California Legal Framework
| Authority | Application |
|---|---|
| Cal. Com. Code §2709 | Action for the price — goods delivered and accepted, customer failed to pay. |
| §2706 / §2710 | Resale remedies for rejected or undelivered goods; incidental damages on distressed accounts. |
| Civ. Code §§8400–8494 | Mechanic's lien — gas and welding supplies used on a specific California project; §8200 preliminary notice controls. |
| §§8500–8560 | Stop payment notices on public works projects. |
| §9550 | Claim against payment bond (Miller Act analog for state projects). |
| Com. Code §9502 / UCC-1 | Perfection on customer inventory and equipment via UCC-1 against credit-application collateral grant. |
| CCP §337 / §337a | 4-year SOL — written credit application and open book account. |
| Civ. Code §3287 / §3289 | Prejudgment interest — 7%/10% from liquidated date. |
| §1717 | Attorney's fees — bilateral application of credit-application fee clause. |
| §3439 (UVTA) | Fraudulent transfer — for asset-stripped closures. |
Live Savings Calculator
Fee Comparison
| Claim Size | LegalCollects (15%) | Traditional (33%) | Your Savings |
|---|---|---|---|
| $10,000 | $1,500 | $3,300 | $1,800 |
| $25,000 | $3,750 | $8,250 | $4,500 |
| $50,000 | $7,500 | $16,500 | $9,000 |
| $100,000 | $15,000 | $33,000 | $18,000 |
| $250,000 | $37,500 | $82,500 | $45,000 |
Case Studies (Anonymized)
Intake Checklist
- Signed credit application with guaranty, fee clause, UCC-1 consent.
- Invoices, delivery tickets, cylinder-ledger statements.
- Demurrage and unreturned-cylinder charge schedule.
- Preliminary notice (§8200) for construction-project deliveries.
- Payment history with running ledger.
- Email chain or call log evidencing any dispute.
Our 30-Day Sequence Applied
- Day 0 demand letter with full aging, cylinder ledger, and itemized damages.
- Day 3 AI first-contact call — AP usually answers; we confirm dispute status.
- Day 5 payment-plan offer (3/6/12 months via Stripe).
- Day 10 decision point — if no response, escalate.
- Day 14 attorney review + draft complaint (action on price, open book account, account stated, UCC-1 enforcement, fee recovery).
- Day 16 pre-filing email with draft complaint attached.
- Day 25 complaint filed and served.
FAQ
Do you take claims under $5,000?
Case-by-case.
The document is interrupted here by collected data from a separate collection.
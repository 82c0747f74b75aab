//! # System Registry
//!
//! Tracks, per system type, a required signature and the set of entities
//! currently matching it.
//!
//! ## Invariants
//! - After every processed signature change, a system's set is exactly the
//!   living entities whose signature contains the required bits.
//! - "added" fires only when an entity enters a set, "removed" only when it
//!   leaves one. Re-asserting a match, or losing one that was never held,
//!   is silent.
//! - Notifications fire synchronously, in system registration order.
//!
//! ## Known limitation
//! [`SystemRegistry::set_signature`] does not re-evaluate entities that are
//! already alive. The new requirement applies from each entity's next
//! signature change.

use std::any::type_name;
use std::collections::BTreeSet;

use super::entity::Entity;
use super::registry::{FamilyId, FamilyKind, SystemFamily, TypeRegistry};
use super::signal::{Connection, Signal};
use super::signature::Signature;
use crate::error::{EcsError, EcsResult};

/// Marker trait for system types.
///
/// The registry keys systems by type; the system value itself lives wherever
/// the application keeps it.
pub trait System: 'static {}

/// Payload of a system's added/removed notification.
#[derive(Clone, Copy, Debug, PartialEq, Eq)]
pub struct MembershipChange {
    /// The entity that entered or left the system.
    pub entity: Entity,
    /// The entity's signature at the time of the change.
    pub signature: Signature,
}

struct SystemDescriptor {
    name: &'static str,
    required: Signature,
    entities: BTreeSet<Entity>,
    added: Signal<MembershipChange>,
    removed: Signal<MembershipChange>,
}

/// Membership bookkeeping for every registered system.
pub struct SystemRegistry {
    registry: TypeRegistry<SystemFamily>,
    /// Descriptors in registration order; `family - 1` indexes this.
    systems: Vec<SystemDescriptor>,
}

impl SystemRegistry {
    /// Creates a registry that accepts family ids `1..limit`.
    ///
    /// # Panics
    ///
    /// Panics if `limit < 2`.
    #[must_use]
    pub fn new(limit: u8) -> Self {
        Self {
            registry: TypeRegistry::new(limit),
            systems: Vec::with_capacity(usize::from(limit)),
        }
    }

    /// Registers `S` with its required signature and an empty entity set.
    ///
    /// # Errors
    ///
    /// - [`EcsError::TypeAlreadyRegistered`] on double registration.
    /// - [`EcsError::FamilyCapacityExceeded`] if the limit is reached.
    pub fn register<S: System>(&mut self, required: Signature) -> EcsResult<SystemFamily> {
        let family = self.registry.register::<S>()?;
        self.systems.push(SystemDescriptor {
            name: type_name::<S>(),
            required,
            entities: BTreeSet::new(),
            added: Signal::new(),
            removed: Signal::new(),
        });
        tracing::debug!(system = type_name::<S>(), required = ?required, "registered system");
        Ok(family)
    }

    /// Replaces the required signature of `S`. Existing members are not
    /// re-evaluated.
    ///
    /// # Errors
    ///
    /// [`EcsError::TypeNotRegistered`] if `S` is unknown.
    pub fn set_signature<S: System>(&mut self, required: Signature) -> EcsResult<()> {
        let descriptor = self.descriptor_mut::<S>()?;
        descriptor.required = required;
        tracing::debug!(
            system = descriptor.name,
            required = ?required,
            members = descriptor.entities.len(),
            "system signature changed without re-evaluation"
        );
        Ok(())
    }

    /// The required signature of `S`.
    ///
    /// # Errors
    ///
    /// [`EcsError::TypeNotRegistered`] if `S` is unknown.
    pub fn signature<S: System>(&self) -> EcsResult<Signature> {
        Ok(self.descriptor::<S>()?.required)
    }

    /// The entities currently matching `S`, in id order.
    ///
    /// # Errors
    ///
    /// [`EcsError::TypeNotRegistered`] if `S` is unknown.
    pub fn entities<S: System>(&self) -> EcsResult<&BTreeSet<Entity>> {
        Ok(&self.descriptor::<S>()?.entities)
    }

    /// Checks whether `entity` is a member of `S`. Unknown systems report `false`.
    #[must_use]
    pub fn contains<S: System>(&self, entity: Entity) -> bool {
        self.descriptor::<S>()
            .map_or(false, |descriptor| descriptor.entities.contains(&entity))
    }

    /// The family id of `S`.
    ///
    /// # Errors
    ///
    /// [`EcsError::TypeNotRegistered`] if `S` is unknown.
    #[inline]
    pub fn family_of<S: System>(&self) -> EcsResult<SystemFamily> {
        self.registry.family_of::<S>()
    }

    /// Number of registered systems.
    #[inline]
    #[must_use]
    pub fn system_count(&self) -> usize {
        self.systems.len()
    }

    /// Connects `callback` to the "added" notification of `S`.
    ///
    /// # Errors
    ///
    /// [`EcsError::TypeNotRegistered`] if `S` is unknown.
    pub fn on_added<S, F>(&self, callback: F) -> EcsResult<Connection>
    where
        S: System,
        F: FnMut(&MembershipChange) + Send + 'static,
    {
        Ok(self.descriptor::<S>()?.added.connect(callback))
    }

    /// Connects `callback` to the "removed" notification of `S`.
    ///
    /// # Errors
    ///
    /// [`EcsError::TypeNotRegistered`] if `S` is unknown.
    pub fn on_removed<S, F>(&self, callback: F) -> EcsResult<Connection>
    where
        S: System,
        F: FnMut(&MembershipChange) + Send + 'static,
    {
        Ok(self.descriptor::<S>()?.removed.connect(callback))
    }

    /// Re-evaluates every system against `signature`, the new signature of
    /// `entity`.
    pub fn entity_signature_changed(&mut self, entity: Entity, signature: Signature) {
        let change = MembershipChange { entity, signature };
        for descriptor in &mut self.systems {
            if signature.matches(descriptor.required) {
                if descriptor.entities.insert(entity) {
                    tracing::trace!(system = descriptor.name, entity = entity.id(), "entity added");
                    descriptor.added.emit(&change);
                }
            } else if descriptor.entities.remove(&entity) {
                tracing::trace!(system = descriptor.name, entity = entity.id(), "entity removed");
                descriptor.removed.emit(&change);
            }
        }
    }

    /// Drops `entity` from every system it belongs to. `signature` is the
    /// entity's final signature, passed through to "removed" listeners.
    pub fn entity_destroyed(&mut self, entity: Entity, signature: Signature) {
        let change = MembershipChange { entity, signature };
        for descriptor in &mut self.systems {
            if descriptor.entities.remove(&entity) {
                tracing::trace!(system = descriptor.name, entity = entity.id(), "entity removed on destroy");
                descriptor.removed.emit(&change);
            }
        }
    }

    fn descriptor<S: System>(&self) -> EcsResult<&SystemDescriptor> {
        let family = self.registry.family_of::<S>()?;
        self.systems
            .get(family.index() - 1)
            .ok_or_else(not_registered::<S>)
    }

    fn descriptor_mut<S: System>(&mut self) -> EcsResult<&mut SystemDescriptor> {
        let family = self.registry.family_of::<S>()?;
        self.systems
            .get_mut(family.index() - 1)
            .ok_or_else(not_registered::<S>)
    }
}

fn not_registered<S>() -> EcsError {
    EcsError::TypeNotRegistered {
        kind: FamilyKind::System,
        type_name: type_name::<S>(),
    }
}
Small-claims court (under $12,500) is a viable path for businesses when documentation is clean; our involvement is limited in that track but we can still manage demand and filing preparation.
What if the debtor is in Arizona or Nevada?
We accept out-of-state debtor matters where venue is proper in California under the credit-application terms. We can also coordinate with out-of-state counsel.
How are your fees when the debtor files bankruptcy mid-sequence?
Bankruptcy pauses sequencing. We file proof of claim (no charge if already engaged) and evaluate §547 preference and §503(b)(9) priority if applicable. Our 15% applies to actual recoveries.
Can you handle multi-jurisdiction lien filings?
Yes — California liens directly; out-of-state filings through licensed affiliate counsel with coordinated billing.
Do you advance court costs?
For viable matters above $15,000, we typically advance filing and service fees, recoverable from the debtor on judgment.